V. LES QUESTIONS EN LITIGE
[28] Vu l’urgence de l’affaire, j’ai décidé de n’examiner que trois des nombreuses questions soulevées dans la présente demande :
1. Y avait‑il quorum lorsque le conseil coutumier a tenu son vote sur la destitution le 17 juin 2014?
2. Le conseil coutumier a‑t‑il procédé à la destitution des demandeurs dans le respect des principes de justice naturelle?
3. Le conseil coutumier avait‑il le pouvoir de destituer les demandeurs en vertu de la Loi électorale ?
VI. LA NORME DE CONTRÔLE
[29] La norme de la décision correcte servira au contrôle des questions 1 et 2, et celle de la décision raisonnable, au contrôle de la question 3 puisque le conseil coutumier interprétait sa propre législation.
Question I – Le quorum
[30] Les demandeurs affirment que la décision est invalide parce que trop peu de représentants admissibles des familles étaient présents lors de la tenue du vote sur la destitution.
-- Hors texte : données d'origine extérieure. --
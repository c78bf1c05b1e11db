//! # sved - SyncTeX bridge between Vim/Neovim and Evince
//!
//! Two short-lived roles share one binary:
//!
//! - **Forward sync** (editor to viewer): find the Evince instance showing a
//!   PDF, or wait for it to finish loading, then ask its first window to
//!   highlight a source position.
//! - **Reverse sync** (viewer to editor): listen for Evince `SyncSource`
//!   notifications and turn them into editor navigation commands.
//!
//! ## Quick Start
//!
//! ```rust,no_run
//! use std::sync::Arc;
//! use sved::{EventLoop, ForwardOptions, ForwardSync, SessionBus, SourcePosition, SyncRequest};
//!
//! let event_loop = EventLoop::new()?;
//! let handle = event_loop.handle();
//! let code = event_loop.run(async move {
//!     let bus = SessionBus::connect().await.expect("session bus");
//!     let sync = ForwardSync::new(Arc::new(bus), handle.clone(), ForwardOptions::default());
//!     let request = SyncRequest::new("/tmp/doc.pdf", "/tmp/doc.tex", SourcePosition::new(12, 0));
//!     if let Err(e) = sync.run(request).await {
//!         sved::forward::report_failure(&handle, &e);
//!     }
//! });
//! std::process::exit(code);
//! # Ok::<(), std::io::Error>(())
//! ```

pub mod app;
pub mod bus;
pub mod command;
pub mod config;
pub mod dispatch;
pub mod error;
pub mod event_loop;
pub mod forward;
pub mod handshake;
pub mod logging;
pub mod reverse;
pub mod uri;

// Re-export main types for library consumers
pub use bus::{SessionBus, ViewerBus, ViewerHandle, WindowHandle};
pub use dispatch::{CommandSink, EditorFlavor, JsonChannel, NeovimChannel};
pub use error::{Stage, SyncError, SyncResult};
pub use event_loop::{EventLoop, LoopHandle};
pub use forward::{ForwardOptions, ForwardSync};
pub use handshake::{PendingSync, Phase, SourcePosition, SyncRequest};
pub use reverse::SourceListener;

/// Library version
pub const VERSION: &str = env!("CARGO_PKG_VERSION");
Les parties conviennent du fait que le quorum est constitué de 10 membres du conseil coutumier, n’incluant pas son président [le quorum]. Il est également mentionné à l’article 2 de l’Article VIII de la Constitution que le quorum est de 10 membres pour les réunions du conseil coutumier.
[31] Il est aussi clairement énoncé à l’Article IX de la Constitution que procès‑verbal doit être dressé des réunions du conseil coutumier, et la preuve révèle qu’habituellement, des procès‑verbaux sont dressés et peuvent être consultés. Le procès‑verbal de la réunion du 13 mai 2014 du conseil coutumier est versé au dossier de la Cour. On y précise quels représentants des familles étaient présents à la réunion ainsi que le nombre de votes favorables et défavorables à l’égard de la première motion.
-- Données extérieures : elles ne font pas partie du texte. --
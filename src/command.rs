//! Vim script emitted for reverse sync.
//!
//! Vim refuses `:buffer` with E94 when no buffer matches and refuses both
//! `:buffer` and `:edit` with E37 when the current buffer is modified, so the
//! command walks reuse-buffer, reuse-buffer-in-split, edit, edit-in-split.

pub const REDRAW: &str = "redraw";

const E37_PATTERN: &str = r"/^Vim\%((\a\+)\)\=:E37/";
const E94_PATTERN: &str = r"/^Vim\%((\a\+)\)\=:E94/";

/// Escape a path for use inside a double-quoted Vim string.
pub fn escape_quotes(path: &str) -> String {
    path.replace('\\', "\\\\").replace('"', "\\\"")
}

fn open_with(ex: &str, line: i32, file: &str) -> String {
    format!("execute '{} +{} ' . fnameescape(\"{}\")", ex, line, file)
}

/// Build the navigation command for `path` at 1-based `line`.
///
/// `path` is the already decoded local path; quoting happens here.
pub fn navigate_command(path: &str, line: i32) -> String {
    let file = escape_quotes(path);
    [
        "silent".to_string(),
        "try".to_string(),
        "try".to_string(),
        open_with("buffer", line, &file),
        format!("catch {}", E37_PATTERN),
        open_with("sbuffer", line, &file),
        "endtry".to_string(),
        format!("catch {}", E94_PATTERN),
        "try".to_string(),
        open_with("edit", line, &file),
        format!("catch {}", E37_PATTERN),
        open_with("split", line, &file),
        "endtry".to_string(),
        "endtry".to_string(),
    ]
    .join(" | ")
}
//! Wiring of the two operating modes onto one event loop.

use std::sync::Arc;

use crate::bus::SessionBus;
use crate::config::{Cli, Mode};
use crate::dispatch::{self, EditorFlavor};
use crate::error::SyncResult;
use crate::event_loop::{EventLoop, LoopHandle};
use crate::forward::{self, ForwardOptions, ForwardSync};
use crate::handshake::SyncRequest;
use crate::reverse::SourceListener;

/// Run the mode selected by `cli` and return the process exit code.
///
/// Argument errors are returned before any bus connection is made.
pub fn run(cli: &Cli) -> anyhow::Result<i32> {
    let mode = cli.mode()?;
    let event_loop = EventLoop::new()?;
    let handle = event_loop.handle();

    let code = match mode {
        Mode::Forward(request) => {
            let options = cli.forward_options();
            event_loop.run(forward_sync(handle, request, options))
        }
        Mode::Listen(flavor) => event_loop.run(listen(handle, flavor)),
    };
    Ok(code)
}

async fn forward_sync(handle: LoopHandle, request: SyncRequest, options: ForwardOptions) {
    let bus = match SessionBus::connect().await {
        Ok(bus) => bus,
        Err(e) => return forward::report_failure(&handle, &e),
    };
    let sync = ForwardSync::new(Arc::new(bus), handle.clone(), options);
    if let Err(e) = sync.run(request).await {
        forward::report_failure(&handle, &e);
    }
}

async fn listen(handle: LoopHandle, flavor: EditorFlavor) {
    let result = serve_listener(flavor).await;
    listener_finished(&handle, result);
}

/// The listener only stops the process on a startup failure. A closed
/// subscription leaves the loop running until the editor kills the job.
fn listener_finished(handle: &LoopHandle, result: SyncResult<()>) {
    match result {
        Ok(()) => tracing::warn!("SyncSource subscription closed, idling until killed"),
        Err(e) => {
            tracing::error!("listener failed: {}", e);
            eprintln!("sved: {}", e);
            handle.quit(1);
        }
    }
}

async fn serve_listener(flavor: EditorFlavor) -> SyncResult<()> {
    let bus = SessionBus::connect().await?;
    let sink = dispatch::connect(flavor).await?;
    SourceListener::new(sink).run(&bus).await
}

#[cfg(test)]
mod tests {
    use std::time::Duration;

    use super::*;
    use crate::error::SyncError;

    #[test]
    fn test_closed_subscription_keeps_loop_running() {
        let event_loop = EventLoop::new().unwrap();
        let handle = event_loop.handle();
        let code = event_loop.run(async move {
            listener_finished(&handle, Ok(()));
            handle.quit_after(Duration::from_millis(30), 7);
        });
        assert_eq!(code, 7);
    }

    #[test]
    fn test_listener_startup_failure_exits_one() {
        let event_loop = EventLoop::new().unwrap();
        let handle = event_loop.handle();
        let code = event_loop.run(async move {
            listener_finished(&handle, Err(SyncError::Bus("no session bus".into())));
        });
        assert_eq!(code, 1);
    }
}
[32] L’avis de demande modifié a été déposé le 23 juillet 2014 dans la présente affaire, et on y demandait le procès‑verbal de la réunion du 17 juin 2014 (le procès‑verbal). Cette demande a été réitérée dans une lettre de rappel datée du 24 septembre 2014. Le conseil coutumier n’a toutefois pas produit ce procès‑verbal dans le cadre de la présente instance.
[33] Deux jours avant l’instruction, j’ai donné une directive enjoignant à Mme Robert d’amener le procès‑verbal avec elle à l’audience. Elle l’a fait, en expliquant qu’elle venait tout juste de le recevoir, même si elle l’avait demandé deux mois plus tôt. Cela n’explique pas de manière crédible, selon moi, le défaut du conseil coutumier de produire en temps utile un document essentiel. Faute d’explication satisfaisante, j’ai refusé d’admettre le procès‑verbal. J’estime raisonnable d’inférer qu’on n’a pas communiqué le document parce qu’il ne révélait pas la présence d’un quorum des membres du conseil coutumier admissibles à voter lors du vote sur la destitution.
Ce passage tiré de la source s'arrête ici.